Monday, March 18, 2019

Shakespeare

March 18-24 is Shakespeare Week!  Shakespeare Week is an event celebrated in the UK aimed at giving elementary school children a positive first encounter with the bard's works.  I'm not based in the UK, but I say let's bring it international!  Here are ten nonfiction picks about Shakespeare, his works, and influences.  *most of these books are not aimed at elementary school children!

Botanical Shakespeare: An Illustrated Compendium of All the Flowers, Fruits, Herbs, Trees, Seeds, and Grasses Cited by the World's Greatest Playwright by Gerit Quealy - A captivating, beautifully illustrated, one-of-a-kind color compendium of the flowers, fruits, herbs, trees, seeds, and grasses cited in the works of the world's greatest playwright, William Shakespeare, accompanied by their companion quotes from all of his plays and poems. With a foreword by Dame Helen Mirren--the first foreword she has ever contributed. In this striking compilation, Shakespeare historian Gerit Quealy and respected Japanese artist SumiĆ© Hasegawa combine their knowledge and skill in this first and only book that examines every plant that appears in the works of Shakespeare. Botanical Shakespeare opens with a brief look at the Bard's relationship to the plants mentioned in his works--a diversity that illuminates his knowledge of the science of botany, as well as the colloquy, revealing his unmatched skill for creating metaphorical connections and interweaving substantive philosophy. At the heart of the book are "portraits" of the over 170 flowers, fruits, grains, grasses, trees, herbs, seeds and vegetables that Shakespeare mentions in his plays and poems. Botanical Shakespeare features a gorgeous color illustration of each, giving a "face" to the name, alongside the specific text in which it appears and the character(s) who utter the lines in which it is mentioned.

How to Teach Your Children Shakespeare by Ken Ludwig - In How to Teach Your Children Shakespeare,  acclaimed playwright Ken Ludwig provides the tools you need to instill an understanding, and a love, of Shakespeare's works in your children, and to have fun together along the way.
 Ken Ludwig devised his methods while teaching his own children, and his approach is friendly and easy to master. Beginning with  memorizing short specific passages from Shakespeare's plays, this method then instills children with cultural references they will utilize for years to come. Ludwig's approach includes understanding of the time period and implications of Shakespeare's diction as well as the invaluable lessons behind his words and stories.  Colorfully incorporating the history of Shakespearean theater and society, How to Teach Your Children Shakespeare guides readers on an informed and adventurous journey through the world in which the Bard wrote.
 This book's simple process allows anyone to impart to children the wisdom of plays like A Midsummer Night's Dream, Twelfth Night, Macbeth,  and Romeo and Juliet. And there's fun to be had along the way. Shakespeare novices and experts, and readers of all ages, will each find something delightfully irresistible in How to Teach Your Children Shakespeare.

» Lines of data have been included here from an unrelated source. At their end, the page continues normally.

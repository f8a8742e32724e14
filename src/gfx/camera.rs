//! Device camera used to turn screen points into world rays
//!
//! In an AR session the camera pose comes from tracking; here it is a plain
//! look-at camera with a perspective projection over the device viewport.

use cgmath::{perspective, EuclideanSpace, Matrix4, Point3, Rad, Vector3};

#[derive(Debug, Clone, Copy)]
pub struct DeviceCamera {
    pub eye: Vector3<f32>,
    pub target: Vector3<f32>,
    pub up: Vector3<f32>,
    pub fovy: Rad<f32>,
    pub znear: f32,
    pub zfar: f32,
    /// Viewport size in pixels (width, height)
    pub viewport: (f32, f32),
}

impl DeviceCamera {
    /// Camera at `eye` looking at `target`, Y up, 60° vertical field of view
    pub fn look_at(eye: Vector3<f32>, target: Vector3<f32>, viewport: (f32, f32)) -> Self {
        Self {
            eye,
            target,
            up: Vector3::unit_y(),
            fovy: Rad(std::f32::consts::PI / 3.0),
            znear: 0.01,
            zfar: 100.0,
            viewport,
        }
    }

    pub fn aspect(&self) -> f32 {
        if self.viewport.1 > 0.0 {
            self.viewport.0 / self.viewport.1
        } else {
            1.0
        }
    }

    pub fn build_view_projection_matrix(&self) -> Matrix4<f32> {
        let view = Matrix4::look_at_rh(
            Point3::from_vec(self.eye),
            Point3::from_vec(self.target),
            self.up,
        );
        let proj = perspective(self.fovy, self.aspect(), self.znear, self.zfar);
        proj * view
    }
}
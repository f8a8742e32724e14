//! Scene nodes and the animation actions that run on them

use cgmath::{Euler, Matrix4, Rad, Vector3, Zero};

use crate::gfx::{geometry::GeometryData, material::Material};

/// Handle to a node owned by a rendering runtime
#[derive(Debug, Clone, Copy, PartialEq, Eq, Hash, PartialOrd, Ord)]
pub struct NodeId(pub(crate) u64);

impl NodeId {
    pub fn raw(self) -> u64 {
        self.0
    }
}

/// Description of a renderable node: local transform plus optional content
///
/// Orientation is kept as accumulated Euler angles in radians so relative
/// rotations simply add up.
#[derive(Debug, Clone, PartialEq)]
pub struct SceneNode {
    pub name: String,
    pub position: Vector3<f32>,
    pub euler_angles: Vector3<f32>,
    pub scale: f32,
    /// Full local transform used instead of position/euler/scale when set.
    /// Anchor nodes carry the tracking pose this way.
    pub transform_override: Option<Matrix4<f32>>,
    pub geometry: Option<GeometryData>,
    pub material: Option<Material>,
}

impl SceneNode {
    /// Empty node at the parent's origin
    pub fn new(name: impl Into<String>) -> Self {
        Self {
            name: name.into(),
            position: Vector3::zero(),
            euler_angles: Vector3::zero(),
            scale: 1.0,
            transform_override: None,
            geometry: None,
            material: None,
        }
    }

    pub fn with_position(mut self, position: Vector3<f32>) -> Self {
        self.position = position;
        self
    }

    pub fn with_euler_angles(mut self, euler_angles: Vector3<f32>) -> Self {
        self.euler_angles = euler_angles;
        self
    }

    pub fn with_transform(mut self, transform: Matrix4<f32>) -> Self {
        self.transform_override = Some(transform);
        self
    }

    pub fn with_geometry(mut self, geometry: GeometryData) -> Self {
        self.geometry = Some(geometry);
        self
    }

    pub fn with_material(mut self, material: Material) -> Self {
        self.material = Some(material);
        self
    }

    /// Local transform relative to the parent node (T * R * S)
    pub fn local_transform(&self) -> Matrix4<f32> {
        if let Some(transform) = self.transform_override {
            return transform;
        }
        let rotation = Euler::new(
            Rad(self.euler_angles.x),
            Rad(self.euler_angles.y),
            Rad(self.euler_angles.z),
        );
        Matrix4::from_translation(self.position)
            * Matrix4::from(rotation)
            * Matrix4::from_scale(self.scale)
    }
}

/// Relative rotation animation, in radians per axis, over `duration` seconds
///
/// Runs asynchronously on the runtime's timeline once scheduled.
#[derive(Debug, Clone, Copy, PartialEq)]
pub struct RotateBy {
    pub angles: Vector3<f32>,
    pub duration: f32,
}

impl RotateBy {
    pub fn new(x: Rad<f32>, y: Rad<f32>, z: Rad<f32>, duration: f32) -> Self {
        Self {
            angles: Vector3::new(x.0, y.0, z.0),
            duration,
        }
    }

    /// Fraction of the animation completed after `elapsed` seconds
    pub fn progress(&self, elapsed: f32) -> f32 {
        if self.duration <= 0.0 {
            1.0
        } else {
            (elapsed / self.duration).clamp(0.0, 1.0)
        }
    }
}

The Making of Shakespeare's First Folio by Emma Smith - In late November 1623, Edward Blount finally took delivery at his bookshop at the sign of the Black Bear near St. Paul's of a book that had been long in the making. Master William Shakespeare's Comedies, Histories, and Tragedies was the first collected edition of Shakespeare's plays, appearing some seven years after their author's death in 1616. Its 950 folio pages included thirty-six plays, half of which had not previously been printed, divided under the three generic headings of the title. There was no fanfare at the book's arrival. There was nothing of the marketing overdrive that marks an important new publication in our own period: no advertising campaign, no reviews, interviews, endorsements or literary prizes, no queues in St Paul's Churchyard, no sales figures, price war, copycat publications or bestseller lists--in short, no sensation. Nevertheless, it is hard to overstate the importance of this literary, cultural and commercial moment. This book, generously illustrated with key pages from the publication and comparative works, tells the human, artistic, economic and technical stories of the birth of the First Folio--and the birth of Shakespeare's towering reputation.

Sex with Shakespeare: Here's Much to Do with Pain, But More with Love by Jillian Keenan - A provocative, moving, kinky, and often absurdly funny memoir about Shakespeare, love, obsession, and spanking.
When it came to understanding love, a teenage Jillian Keenan had nothing to guide her--until a production of The Tempest sent Shakespeare's language flowing through her blood for the first time. In Sex with Shakespeare, she tells the story of how the Bard's plays helped her embrace her unusual sexual identity and find a love story of her own.
Four hundred years after Shakespeare's death, Keenan's smart and passionate memoir brings new life to his work. With fourteen of his plays as a springboard, she explores the many facets of love and sexuality--from desire and communication to fetish and fantasy. In A Midsummer Night's Dream, Keenan unmasks Helena as a sexual masochist--like Jillian herself. In Macbeth, she examines criminalized sexual identities and the dark side of "privacy." The Taming of the Shrew goes inside the secret world of bondage, domination, and sadomasochism, while King Lear exposes the ill-fated king as a possible sexual predator. Moving through the canon, Keenan makes it abundantly clear that literature is a conversation. In Sex with Shakespeare, words are love.
As Keenan wanders the world in search of connection, from desert dictatorships to urban islands to disputed territories, Shakespeare goes with her --and provokes complex, surprising, and wildly important conversations about sexuality, consent, and the secrets that simmer beneath our surfaces.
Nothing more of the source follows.